▸ **To do**: Say the number of lines holding the word "BoundingBox" in the data, and leave out everything else.

Records for the task START

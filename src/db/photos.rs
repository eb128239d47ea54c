//! Photo rows and the queries the identity resolver and extraction stage need.

use chrono::{DateTime, Utc};
use rusqlite::{params, Connection, OptionalExtension, Row};

use crate::error::Result;

/// Column list for `SELECT`s that alias the photos table as `p`.
pub(crate) const PHOTO_COLUMNS: &str = r#"
    p.id, p.external_id, p.uri, p.display_name, p.date_added, p.date_modified,
    p.byte_size, p.mime_type, p.content_hash, p.width, p.height, p.has_faces, p.processed_at
"#;

#[derive(Debug, Clone, PartialEq)]
pub struct Photo {
    pub id: i64,
    pub external_id: String,
    pub uri: String,
    pub display_name: String,
    pub date_added: DateTime<Utc>,
    pub date_modified: DateTime<Utc>,
    pub byte_size: i64,
    pub mime_type: Option<String>,
    pub content_hash: String,
    pub width: Option<u32>,
    pub height: Option<u32>,
    pub has_faces: bool,
    pub processed_at: Option<DateTime<Utc>>,
}

/// Metadata of an observed image, as reported by the media source plus its content hash.
#[derive(Debug, Clone, PartialEq)]
pub struct PhotoMetadata {
    pub external_id: String,
    pub uri: String,
    pub display_name: String,
    pub date_added: DateTime<Utc>,
    pub date_modified: DateTime<Utc>,
    pub byte_size: i64,
    pub mime_type: Option<String>,
    pub content_hash: String,
    pub width: Option<u32>,
    pub height: Option<u32>,
}

pub(crate) fn row_to_photo(row: &Row<'_>) -> rusqlite::Result<Photo> {
    Ok(Photo {
        id: row.get(0)?,
        external_id: row.get(1)?,
        uri: row.get(2)?,
        display_name: row.get(3)?,
        date_added: row.get(4)?,
        date_modified: row.get(5)?,
        byte_size: row.get(6)?,
        mime_type: row.get(7)?,
        content_hash: row.get(8)?,
        width: row.get(9)?,
        height: row.get(10)?,
        has_faces: row.get(11)?,
        processed_at: row.get(12)?,
    })
}

fn query_one(conn: &Connection, filter: &str, param: &dyn rusqlite::ToSql) -> Result<Option<Photo>> {
    let sql = format!("SELECT {} FROM photos p WHERE {} ORDER BY p.id LIMIT 1", PHOTO_COLUMNS, filter);
    let photo = conn.query_row(&sql, [param], row_to_photo).optional()?;
    Ok(photo)
}

pub fn get(conn: &Connection, id: i64) -> Result<Option<Photo>> {
    query_one(conn, "p.id = ?", &id)
}

pub fn find_by_external_id(conn: &Connection, external_id: &str) -> Result<Option<Photo>> {
    query_one(conn, "p.external_id = ?", &external_id)
}

/// Earliest photo with the given content hash.
pub fn find_by_content_hash(conn: &Connection, content_hash: &str) -> Result<Option<Photo>> {
    query_one(conn, "p.content_hash = ?", &content_hash)
}

pub fn insert(conn: &Connection, meta: &PhotoMetadata) -> Result<i64> {
    conn.execute(
        r#"
        INSERT INTO photos (external_id, uri, display_name, date_added, date_modified,
                            byte_size, mime_type, content_hash, width, height)
        VALUES (?, ?, ?, ?, ?, ?, ?, ?, ?, ?)
        "#,
        params![
            meta.external_id,
            meta.uri,
            meta.display_name,
            meta.date_added,
            meta.date_modified,
            meta.byte_size,
            meta.mime_type,
            meta.content_hash,
            meta.width,
            meta.height,
        ],
    )?;
    Ok(conn.last_insert_rowid())
}

/// Overwrite the source-reported fields of an existing photo. Extraction state is left alone.
pub fn update_metadata(conn: &Connection, id: i64, meta: &PhotoMetadata) -> Result<()> {
    conn.execute(
        r#"
        UPDATE photos
        SET external_id = ?, uri = ?, display_name = ?, date_modified = ?,
            byte_size = ?, mime_type = ?, content_hash = ?, width = ?, height = ?
        WHERE id = ?
        "#,
        params![
            meta.external_id,
            meta.uri,
            meta.display_name,
            meta.date_modified,
            meta.byte_size,
            meta.mime_type,
            meta.content_hash,
            meta.width,
            meta.height,
            id,
        ],
    )?;
    Ok(())
}

/// Drop extracted faces and mark the photo as never scanned.
///
/// Suggestions on the removed faces go with them through the foreign key.
pub fn reset_extraction(conn: &Connection, id: i64) -> Result<usize> {
    let removed = conn.execute("DELETE FROM faces WHERE photo_id = ?", [id])?;
    conn.execute(
        "UPDATE photos SET has_faces = 0, processed_at = NULL WHERE id = ?",
        [id],
    )?;
    Ok(removed)
}

pub fn mark_processed(conn: &Connection, id: i64, has_faces: bool, at: DateTime<Utc>) -> Result<()> {
    conn.execute(
        "UPDATE photos SET has_faces = ?, processed_at = ? WHERE id = ?",
        params![has_faces, at, id],
    )?;
    Ok(())
}

/// Ids of photos that have not been through face extraction yet.
pub fn unprocessed_ids(conn: &Connection) -> Result<Vec<i64>> {
    let mut stmt = conn.prepare("SELECT id FROM photos WHERE processed_at IS NULL ORDER BY id")?;
    let ids = stmt
        .query_map([], |row| row.get(0))?
        .filter_map(|r| r.ok())
        .collect();
    Ok(ids)
}

/// `(id, external_id)` of every photo, optionally restricted to an external id prefix.
pub fn external_ids(conn: &Connection, prefix: Option<&str>) -> Result<Vec<(i64, String)>> {
    let mut stmt = conn.prepare(
        r#"
        SELECT id, external_id FROM photos
        WHERE ?1 IS NULL OR substr(external_id, 1, length(?1)) = ?1
        ORDER BY id
        "#,
    )?;
    let rows = stmt
        .query_map([prefix], |row| Ok((row.get(0)?, row.get(1)?)))?
        .filter_map(|r| r.ok())
        .collect();
    Ok(rows)
}

pub fn delete(conn: &Connection, id: i64) -> Result<bool> {
    Ok(conn.execute("DELETE FROM photos WHERE id = ?", [id])? > 0)
}

pub fn count(conn: &Connection) -> Result<i64> {
    Ok(conn.query_row("SELECT COUNT(*) FROM photos", [], |row| row.get(0))?)
}


#[cfg(test)]
mod tests {
    use super::fixtures::metadata;
    use super::*;
    use crate::db::Database;

    fn db() -> Database {
        let db = Database::open_in_memory().unwrap();
        db.initialize().unwrap();
        db
    }

    #[test]
    fn test_insert_and_lookup() {
        let db = db();
        let meta = metadata("/photos/a.jpg", "h1");
        let id = db.write(|tx| insert(tx, &meta)).unwrap();

        let by_ext = db.read(|c| find_by_external_id(c, "/photos/a.jpg")).unwrap().unwrap();
        let by_hash = db.read(|c| find_by_content_hash(c, "h1")).unwrap().unwrap();
        assert_eq!(by_ext.id, id);
        assert_eq!(by_hash.id, id);
        assert_eq!(by_ext.date_modified, meta.date_modified);
        assert!(by_ext.processed_at.is_none());
        assert!(!by_ext.has_faces);

        assert!(db.read(|c| get(c, id + 1)).unwrap().is_none());
    }

    #[test]
    fn test_external_id_prefix_filter() {
        let db = db();
        db.write(|tx| {
            insert(tx, &metadata("/photos/trip/a.jpg", "h1"))?;
            insert(tx, &metadata("/photos/trip/b.jpg", "h2"))?;
            insert(tx, &metadata("/photos/home/c.jpg", "h3"))?;
            Ok(())
        })
        .unwrap();

        let trip = db.read(|c| external_ids(c, Some("/photos/trip/"))).unwrap();
        assert_eq!(trip.len(), 2);
        let all = db.read(|c| external_ids(c, None)).unwrap();
        assert_eq!(all.len(), 3);
    }

    #[test]
    fn test_mark_processed_and_reset() {
        let db = db();
        let id = db.write(|tx| insert(tx, &metadata("/a.jpg", "h1"))).unwrap();

        db.write(|tx| mark_processed(tx, id, false, Utc::now())).unwrap();
        assert!(db.read(|c| unprocessed_ids(c)).unwrap().is_empty());

        db.write(|tx| reset_extraction(tx, id)).unwrap();
        assert_eq!(db.read(|c| unprocessed_ids(c)).unwrap(), vec![id]);
    }
}
//! Suggestion rows: proposed face to person matches and their resolution.

use chrono::{DateTime, Utc};
use rusqlite::types::{FromSql, FromSqlError, FromSqlResult, ToSql, ToSqlOutput, ValueRef};
use rusqlite::{params, Connection, OptionalExtension, Row};
use serde::Serialize;

use crate::error::Result;

#[derive(Debug, Clone, Copy, PartialEq, Eq, Hash, Serialize)]
#[serde(rename_all = "lowercase")]
pub enum SuggestionStatus {
    Pending,
    Accepted,
    Rejected,
}

impl SuggestionStatus {
    pub fn as_str(&self) -> &'static str {
        match self {
            SuggestionStatus::Pending => "pending",
            SuggestionStatus::Accepted => "accepted",
            SuggestionStatus::Rejected => "rejected",
        }
    }

    pub fn parse(s: &str) -> Option<Self> {
        match s {
            "pending" => Some(SuggestionStatus::Pending),
            "accepted" => Some(SuggestionStatus::Accepted),
            "rejected" => Some(SuggestionStatus::Rejected),
            _ => None,
        }
    }

    pub fn is_terminal(&self) -> bool {
        !matches!(self, SuggestionStatus::Pending)
    }
}

impl std::fmt::Display for SuggestionStatus {
    fn fmt(&self, f: &mut std::fmt::Formatter<'_>) -> std::fmt::Result {
        f.write_str(self.as_str())
    }
}

impl ToSql for SuggestionStatus {
    fn to_sql(&self) -> rusqlite::Result<ToSqlOutput<'_>> {
        Ok(ToSqlOutput::from(self.as_str()))
    }
}

impl FromSql for SuggestionStatus {
    fn column_result(value: ValueRef<'_>) -> FromSqlResult<Self> {
        let s = value.as_str()?;
        SuggestionStatus::parse(s).ok_or_else(|| FromSqlError::Other(format!("unknown suggestion status {:?}", s).into()))
    }
}

#[derive(Debug, Clone, PartialEq, Serialize)]
pub struct Suggestion {
    pub id: i64,
    pub face_id: i64,
    /// `None` proposes a new person.
    pub suggested_person_id: Option<i64>,
    pub similarity_score: f32,
    pub status: SuggestionStatus,
    pub created_at: DateTime<Utc>,
    pub resolved_at: Option<DateTime<Utc>>,
}

const SUGGESTION_COLUMNS: &str =
    "id, face_id, suggested_person_id, similarity_score, status, created_at, resolved_at";

fn row_to_suggestion(row: &Row<'_>) -> rusqlite::Result<Suggestion> {
    Ok(Suggestion {
        id: row.get(0)?,
        face_id: row.get(1)?,
        suggested_person_id: row.get(2)?,
        similarity_score: row.get(3)?,
        status: row.get(4)?,
        created_at: row.get(5)?,
        resolved_at: row.get(6)?,
    })
}

/// Insert a pending suggestion unless the face already has one.
///
/// Returns `None` when the one-pending-per-face index rejected the row.
pub fn insert_pending(
    conn: &Connection,
    face_id: i64,
    person_id: Option<i64>,
    score: f32,
    at: DateTime<Utc>,
) -> Result<Option<i64>> {
    let inserted = conn.execute(
        r#"
        INSERT OR IGNORE INTO suggestions (face_id, suggested_person_id, similarity_score, status, created_at)
        VALUES (?, ?, ?, 'pending', ?)
        "#,
        params![face_id, person_id, score, at],
    )?;
    Ok((inserted > 0).then(|| conn.last_insert_rowid()))
}

/// Insert a suggestion that is already resolved, e.g. a manual assignment.
pub fn insert_resolved(
    conn: &Connection,
    face_id: i64,
    person_id: i64,
    score: f32,
    status: SuggestionStatus,
    at: DateTime<Utc>,
) -> Result<i64> {
    conn.execute(
        r#"
        INSERT INTO suggestions (face_id, suggested_person_id, similarity_score, status, created_at, resolved_at)
        VALUES (?, ?, ?, ?, ?, ?)
        "#,
        params![face_id, person_id, score, status, at, at],
    )?;
    Ok(conn.last_insert_rowid())
}

pub fn get(conn: &Connection, id: i64) -> Result<Option<Suggestion>> {
    let sql = format!("SELECT {} FROM suggestions WHERE id = ?", SUGGESTION_COLUMNS);
    Ok(conn.query_row(&sql, [id], row_to_suggestion).optional()?)
}

pub fn pending_for_face(conn: &Connection, face_id: i64) -> Result<Option<Suggestion>> {
    let sql = format!(
        "SELECT {} FROM suggestions WHERE face_id = ? AND status = 'pending'",
        SUGGESTION_COLUMNS
    );
    Ok(conn.query_row(&sql, [face_id], row_to_suggestion).optional()?)
}

pub fn for_face(conn: &Connection, face_id: i64) -> Result<Vec<Suggestion>> {
    let sql = format!(
        "SELECT {} FROM suggestions WHERE face_id = ? ORDER BY created_at, id",
        SUGGESTION_COLUMNS
    );
    let mut stmt = conn.prepare(&sql)?;
    let rows = stmt
        .query_map([face_id], row_to_suggestion)?
        .filter_map(|r| r.ok())
        .collect();
    Ok(rows)
}

/// Suggestions in creation order, optionally filtered by status.
pub fn list(conn: &Connection, status: Option<SuggestionStatus>) -> Result<Vec<Suggestion>> {
    let sql = format!(
        "SELECT {} FROM suggestions WHERE ?1 IS NULL OR status = ?1 ORDER BY created_at, id",
        SUGGESTION_COLUMNS
    );
    let mut stmt = conn.prepare(&sql)?;
    let rows = stmt
        .query_map([status], row_to_suggestion)?
        .filter_map(|r| r.ok())
        .collect();
    Ok(rows)
}

/// Move a pending suggestion to a terminal status.
///
/// The `status = 'pending'` guard makes each terminal state reachable once;
/// returns false if the row was not pending.
pub fn resolve(
    conn: &Connection,
    id: i64,
    status: SuggestionStatus,
    person_id: Option<i64>,
    at: DateTime<Utc>,
) -> Result<bool> {
    let updated = conn.execute(
        r#"
        UPDATE suggestions
        SET status = ?, resolved_at = ?, suggested_person_id = COALESCE(?, suggested_person_id)
        WHERE id = ? AND status = 'pending'
        "#,
        params![status, at, person_id, id],
    )?;
    Ok(updated > 0)
}

/// Person an accepted suggestion attached this face to, most recent first.
pub fn accepted_person_for_face(conn: &Connection, face_id: i64) -> Result<Option<i64>> {
    Ok(conn
        .query_row(
            r#"
            SELECT suggested_person_id FROM suggestions
            WHERE face_id = ? AND status = 'accepted' AND suggested_person_id IS NOT NULL
            ORDER BY resolved_at DESC, id DESC
            LIMIT 1
            "#,
            [face_id],
            |row| row.get(0),
        )
        .optional()?)
}

/// Whether the user already rejected this face for this target (`None` = new person).
pub fn was_rejected(conn: &Connection, face_id: i64, person_id: Option<i64>) -> Result<bool> {
    Ok(conn
        .query_row(
            r#"
            SELECT 1 FROM suggestions
            WHERE face_id = ? AND suggested_person_id IS ? AND status = 'rejected'
            LIMIT 1
            "#,
            params![face_id, person_id],
            |_| Ok(()),
        )
        .optional()?
        .is_some())
}

pub fn count(conn: &Connection, status: Option<SuggestionStatus>) -> Result<i64> {
    Ok(conn.query_row(
        "SELECT COUNT(*) FROM suggestions WHERE ?1 IS NULL OR status = ?1",
        [status],
        |row| row.get(0),
    )?)
}

#[cfg(test)]
mod tests {
    use super::*;
    use crate::db::faces::{self, BoundingBox, NewFace};
    use crate::db::photos::{self, fixtures::metadata};
    use crate::db::{people, Database};

    fn setup() -> (Database, i64) {
        let db = Database::open_in_memory().unwrap();
        db.initialize().unwrap();
        let face_id = db
            .write(|tx| {
                let photo = photos::insert(tx, &metadata("/a.jpg", "h1"))?;
                let face = NewFace {
                    bbox: BoundingBox::new(0.0, 0.0, 0.5, 0.5),
                    embedding: vec![1.0, 0.0],
                    confidence: 0.9,
                };
                Ok(faces::insert_faces(tx, photo, &[face], Utc::now())?[0])
            })
            .unwrap();
        (db, face_id)
    }

    #[test]
    fn test_one_pending_per_face() {
        let (db, face_id) = setup();
        let now = Utc::now();

        let first = db.write(|tx| insert_pending(tx, face_id, None, 0.8, now)).unwrap();
        let second = db.write(|tx| insert_pending(tx, face_id, None, 0.9, now)).unwrap();
        assert!(first.is_some());
        assert!(second.is_none());
        assert_eq!(db.read(|c| count(c, Some(SuggestionStatus::Pending))).unwrap(), 1);

        // Once resolved, a new pending one is allowed again
        db.write(|tx| resolve(tx, first.unwrap(), SuggestionStatus::Rejected, None, now)).unwrap();
        let third = db.write(|tx| insert_pending(tx, face_id, None, 0.7, now)).unwrap();
        assert!(third.is_some());
    }

    #[test]
    fn test_resolve_only_from_pending() {
        let (db, face_id) = setup();
        let now = Utc::now();
        let id = db.write(|tx| insert_pending(tx, face_id, None, 0.8, now)).unwrap().unwrap();

        assert!(db.write(|tx| resolve(tx, id, SuggestionStatus::Accepted, None, now)).unwrap());
        assert!(!db.write(|tx| resolve(tx, id, SuggestionStatus::Rejected, None, now)).unwrap());

        let row = db.read(|c| get(c, id)).unwrap().unwrap();
        assert_eq!(row.status, SuggestionStatus::Accepted);
        assert!(row.resolved_at.is_some());
    }

    #[test]
    fn test_was_rejected_matches_null_target() {
        let (db, face_id) = setup();
        let now = Utc::now();
        let person = db.write(|tx| people::create(tx, "Ada", now)).unwrap();

        let id = db.write(|tx| insert_pending(tx, face_id, None, 0.8, now)).unwrap().unwrap();
        db.write(|tx| resolve(tx, id, SuggestionStatus::Rejected, None, now)).unwrap();

        assert!(db.read(|c| was_rejected(c, face_id, None)).unwrap());
        assert!(!db.read(|c| was_rejected(c, face_id, Some(person))).unwrap());
    }

    #[test]
    fn test_status_strings() {
        for status in [SuggestionStatus::Pending, SuggestionStatus::Accepted, SuggestionStatus::Rejected] {
            assert_eq!(SuggestionStatus::parse(status.as_str()), Some(status));
        }
        assert_eq!(SuggestionStatus::parse("maybe"), None);
        assert!(SuggestionStatus::Accepted.is_terminal());
        assert!(!SuggestionStatus::Pending.is_terminal());
    }
}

Records for the task END

▸ **Task solution**: 2